I am still emerging and working my way onto different people's radar. Most recently, I got to show a piece at the Ogden Museum of Southern Art at their Magnolia Ball event, that was very exciting! A great group of people from New Orleans and the gulf south getting to see and experience my work.

Do you remember the point in life when you realized you wanted to make a living as an artist?

 Probably since I was young, maybe 10 years old or so. I changed my mind a lot along the way since it is a hard path to take. I've had various jobs within the creative field for about 6 years after college. I always rounded back to it though, and here I am!

What art or artist do you identify with the most? 

That is a hard one. I think I identify art wise with abstract expressionists, but I consider my art to be minimal colorist as well. I like minimalism concepts and lots of bright colors. 

How do you work?

I have 2 processes. Process one is to just go for it, put the design and paint I envision in my head on the canvas. Painting doesn't take too long, although my drying process can take up to a week or more. My second process is to sketch out ideas and color combos first in my sketchbook. Then I get feedback from various artist friends and mentors, then execute my top 3-4 concepts. Honestly, it depends on my mood, my mood will determine which process route I take.

Is there a theme to your work? 

I worked as a graphic designer for 5 years. So my work tends to be very graphic. I like grids, circles, lines, stripes, and circular shapes.

Has your work changed over time? 

Absolutely! I had 2 main series of work last year. My color spot work and then a gold spot series that was super minimal and clean utilizing only liquid gold leaf paint. This year I have evolved my work a bit and combined the two series onto single pieces. It's exciting and I think very necessary to evolve and push your work forward. It will continually help you do your best work.

What responses have you received regarding your work?

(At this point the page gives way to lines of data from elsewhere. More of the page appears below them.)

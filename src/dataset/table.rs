//! The raw, mixed-type cohort table.

use super::DatasetError;
use std::collections::HashSet;
use std::ops::Range;

/// Cell storage of a single column.
///
/// The derived `PartialEq` follows `f64`, so a column holding a missing
/// numeric cell never equals itself. Use [`ColumnData::same_cells`] to
/// compare contents.
#[derive(Clone, Debug, PartialEq)]
pub enum ColumnData {
    /// Numeric cells; `NaN` marks a missing value.
    Numeric(Vec<f64>),
    /// Free-text / categorical cells; `None` marks a missing value.
    Text(Vec<Option<String>>),
}

impl ColumnData {
    /// Number of cells.
    pub fn len(&self) -> usize {
        match self {
            ColumnData::Numeric(values) => values.len(),
            ColumnData::Text(values) => values.len(),
        }
    }

    /// Whether the column has no cells.
    pub fn is_empty(&self) -> bool {
        self.len() == 0
    }

    /// Number of missing cells.
    pub fn n_missing(&self) -> usize {
        match self {
            ColumnData::Numeric(values) => values.iter().filter(|v| v.is_nan()).count(),
            ColumnData::Text(values) => values.iter().filter(|v| v.is_none()).count(),
        }
    }

    /// Numeric cells, if this is a numeric column.
    pub fn as_numeric(&self) -> Option<&[f64]> {
        match self {
            ColumnData::Numeric(values) => Some(values),
            ColumnData::Text(_) => None,
        }
    }

    /// Cell-by-cell equality where two missing numeric cells match.
    pub fn same_cells(&self, other: &ColumnData) -> bool {
        match (self, other) {
            (ColumnData::Numeric(a), ColumnData::Numeric(b)) => {
                a.len() == b.len() && a.iter().zip(b).all(|(x, y)| same_value(*x, *y))
            }
            (ColumnData::Text(a), ColumnData::Text(b)) => a == b,
            _ => false,
        }
    }

    fn select(&self, rows: &[usize]) -> ColumnData {
        match self {
            ColumnData::Numeric(values) => {
                ColumnData::Numeric(rows.iter().map(|&r| values[r]).collect())
            }
            ColumnData::Text(values) => {
                ColumnData::Text(rows.iter().map(|&r| values[r].clone()).collect())
            }
        }
    }
}

/// `NaN` matches `NaN`; anything else compares as `f64`.
pub(crate) fn same_value(a: f64, b: f64) -> bool {
    a == b || (a.is_nan() && b.is_nan())
}

/// A named column.
#[derive(Clone, Debug, PartialEq)]
pub struct Column {
    pub name: String,
    pub data: ColumnData,
}

impl Column {
    /// Numeric column constructor.
    pub fn numeric(name: impl Into<String>, values: Vec<f64>) -> Self {
        Self {
            name: name.into(),
            data: ColumnData::Numeric(values),
        }
    }

    /// Text column constructor.
    pub fn text<S: Into<String>>(name: impl Into<String>, values: Vec<Option<S>>) -> Self {
        Self {
            name: name.into(),
            data: ColumnData::Text(values.into_iter().map(|v| v.map(Into::into)).collect()),
        }
    }
}

/// Column-oriented table with unique column names and equal column lengths.
///
/// A `Table` is the loader's output and the cleaner's input. It is never
/// mutated in place; every reshaping operation returns a new table.
///
/// `==` is `NaN`-strict like [`ColumnData`]; [`Table::same_cells`] is the
/// comparison to use on tables with missing cells.
#[derive(Clone, Debug, Default, PartialEq)]
pub struct Table {
    columns: Vec<Column>,
    n_rows: usize,
}

impl Table {
    /// Build a table, checking that names are unique and lengths agree.
    pub fn new(columns: Vec<Column>) -> Result<Self, DatasetError> {
        let n_rows = columns.first().map_or(0, |c| c.data.len());
        let mut seen = HashSet::with_capacity(columns.len());

        for column in &columns {
            if !seen.insert(column.name.as_str()) {
                return Err(DatasetError::DuplicateColumn(column.name.clone()));
            }
            if column.data.len() != n_rows {
                return Err(DatasetError::LengthMismatch {
                    column: column.name.clone(),
                    expected: n_rows,
                    got: column.data.len(),
                });
            }
        }

        Ok(Self { columns, n_rows })
    }

    pub fn n_rows(&self) -> usize {
        self.n_rows
    }

    pub fn n_columns(&self) -> usize {
        self.columns.len()
    }

    pub fn columns(&self) -> &[Column] {
        &self.columns
    }

    pub fn into_columns(self) -> Vec<Column> {
        self.columns
    }

    /// Column names in table order.
    pub fn column_names(&self) -> Vec<&str> {
        self.columns.iter().map(|c| c.name.as_str()).collect()
    }

    pub fn column_index(&self, name: &str) -> Option<usize> {
        self.columns.iter().position(|c| c.name == name)
    }

    pub fn column(&self, name: &str) -> Option<&Column> {
        self.columns.iter().find(|c| c.name == name)
    }

    pub fn contains(&self, name: &str) -> bool {
        self.column_index(name).is_some()
    }

    /// Same names, same order, same cells, with missing cells matching.
    pub fn same_cells(&self, other: &Table) -> bool {
        self.n_rows == other.n_rows
            && self.columns.len() == other.columns.len()
            && self
                .columns
                .iter()
                .zip(&other.columns)
                .all(|(a, b)| a.name == b.name && a.data.same_cells(&b.data))
    }

    /// Rows at the given positions, in the given order.
    pub fn select_rows(&self, rows: &[usize]) -> Result<Table, DatasetError> {
        if let Some(&row) = rows.iter().find(|&&r| r >= self.n_rows) {
            return Err(DatasetError::RowOutOfBounds {
                row,
                n_rows: self.n_rows,
            });
        }

        Ok(Table {
            columns: self
                .columns
                .iter()
                .map(|c| Column {
                    name: c.name.clone(),
                    data: c.data.select(rows),
                })
                .collect(),
            n_rows: rows.len(),
        })
    }

    /// Contiguous row window.
    pub fn slice_rows(&self, range: Range<usize>) -> Result<Table, DatasetError> {
        let rows: Vec<usize> = range.collect();
        self.select_rows(&rows)
    }

    /// Table without the named column.
    pub fn without_column(&self, name: &str) -> Result<Table, DatasetError> {
        let index = self
            .column_index(name)
            .ok_or_else(|| DatasetError::MissingColumn(name.to_string()))?;
        let mut columns = self.columns.clone();
        columns.remove(index);
        Ok(Table {
            columns,
            n_rows: self.n_rows,
        })
    }
}

#[cfg(test)]
mod tests {
    use super::*;

    fn sample() -> Table {
        Table::new(vec![
            Column::numeric("age", vec![40.0, f64::NAN, 71.0]),
            Column::text("service_unit", vec![Some("MICU"), Some("SICU"), None]),
        ])
        .unwrap()
    }

    #[test]
    fn test_table_shape_and_lookup() {
        let table = sample();
        assert_eq!(table.n_rows(), 3);
        assert_eq!(table.n_columns(), 2);
        assert_eq!(table.column_names(), vec!["age", "service_unit"]);
        assert_eq!(table.column_index("service_unit"), Some(1));
        assert!(!table.contains("mal_flg"));
        assert_eq!(table.column("age").unwrap().data.n_missing(), 1);
    }

    #[test]
    fn test_table_rejects_ragged_columns() {
        let result = Table::new(vec![
            Column::numeric("a", vec![1.0, 2.0]),
            Column::numeric("b", vec![1.0]),
        ]);
        assert!(matches!(
            result,
            Err(DatasetError::LengthMismatch { expected: 2, got: 1, .. })
        ));
    }

    #[test]
    fn test_table_rejects_duplicate_names() {
        let result = Table::new(vec![
            Column::numeric("a", vec![1.0]),
            Column::numeric("a", vec![2.0]),
        ]);
        assert!(matches!(result, Err(DatasetError::DuplicateColumn(_))));
    }

    #[test]
    fn test_select_rows_keeps_types() {
        let table = sample();
        let picked = table.select_rows(&[2, 0]).unwrap();
        assert_eq!(picked.n_rows(), 2);
        assert_eq!(
            picked.column("service_unit").unwrap().data,
            ColumnData::Text(vec![None, Some("MICU".to_string())])
        );
        assert_eq!(
            picked.column("age").unwrap().data.as_numeric().unwrap(),
            &[71.0, 40.0]
        );
    }

    #[test]
    fn test_select_rows_out_of_bounds() {
        let table = sample();
        assert!(matches!(
            table.slice_rows(2..4),
            Err(DatasetError::RowOutOfBounds { row: 3, n_rows: 3 })
        ));
    }

    #[test]
    fn test_without_column_leaves_original_intact() {
        let table = sample();
        let reduced = table.without_column("age").unwrap();
        assert_eq!(reduced.column_names(), vec!["service_unit"]);
        assert_eq!(table.n_columns(), 2);
        assert!(table.without_column("bmi").is_err());
    }

    #[test]
    fn test_same_cells_matches_missing_cells() {
        let table = sample();
        let copy = table.clone();
        assert_ne!(table, copy);
        assert!(table.same_cells(&copy));

        let changed = Table::new(vec![
            Column::numeric("age", vec![40.0, 55.0, 71.0]),
            Column::text("service_unit", vec![Some("MICU"), Some("SICU"), None]),
        ])
        .unwrap();
        assert!(!table.same_cells(&changed));
        assert!(!table.same_cells(&table.without_column("age").unwrap()));
        assert!(!table.same_cells(&table.slice_rows(0..2).unwrap()));

        let renamed = Table::new(vec![
            Column::numeric("age_years", vec![40.0, f64::NAN, 71.0]),
            Column::text("service_unit", vec![Some("MICU"), Some("SICU"), None]),
        ])
        .unwrap();
        assert!(!table.same_cells(&renamed));
    }
}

Mostly good. People love the pops of color and say it makes them happy to look at. It is extremely encouraging to have people give me feedback and support via social media, email, and inviting me to collaborate with them and/or their company. It really is the highest compliment I can receive. I've had a few people remark that they don't get it or it's not conceptual enough for them, and that is totally fine. Art is subjective, and everyone is different.

What feelings do you try to convey in your work? Or do you want the viewers to interpret that for themselves? 

I actually really enjoy hearing how others interpret my work, and what feelings or thoughts it provokes. My work is open to interpretation. I do hope that it makes people happy and inspires them.

How has your work evolved and where do you see it going? 

It has evolved. I hope that I can eventually paint in a larger scale and with different mediums. I am starting to explore other painting surfaces besides canvas and birch panel. So stay tuned!

Do you have any other creative outlets? 

I am also a graphic designer and keep a handful of freelance clients. Lately, I have been doing some work with a stained glass artist. I always find it inspiring to push yourself outside of your comfort zone.

What is your ultimate goal with your art work? 

My goal is to inspire people and create intrigue. I love to create art that can live in harmony with a well-designed interior space. So if I can do both of those, I will be a happy girl!

Any last words?

Be patient with your dreams, trust your gut, work hard and don't give up! You will eventually get to the place/career you are meant to be in. Our generation and current world is not a patient one, and patience is hard to learn but it is the key to success.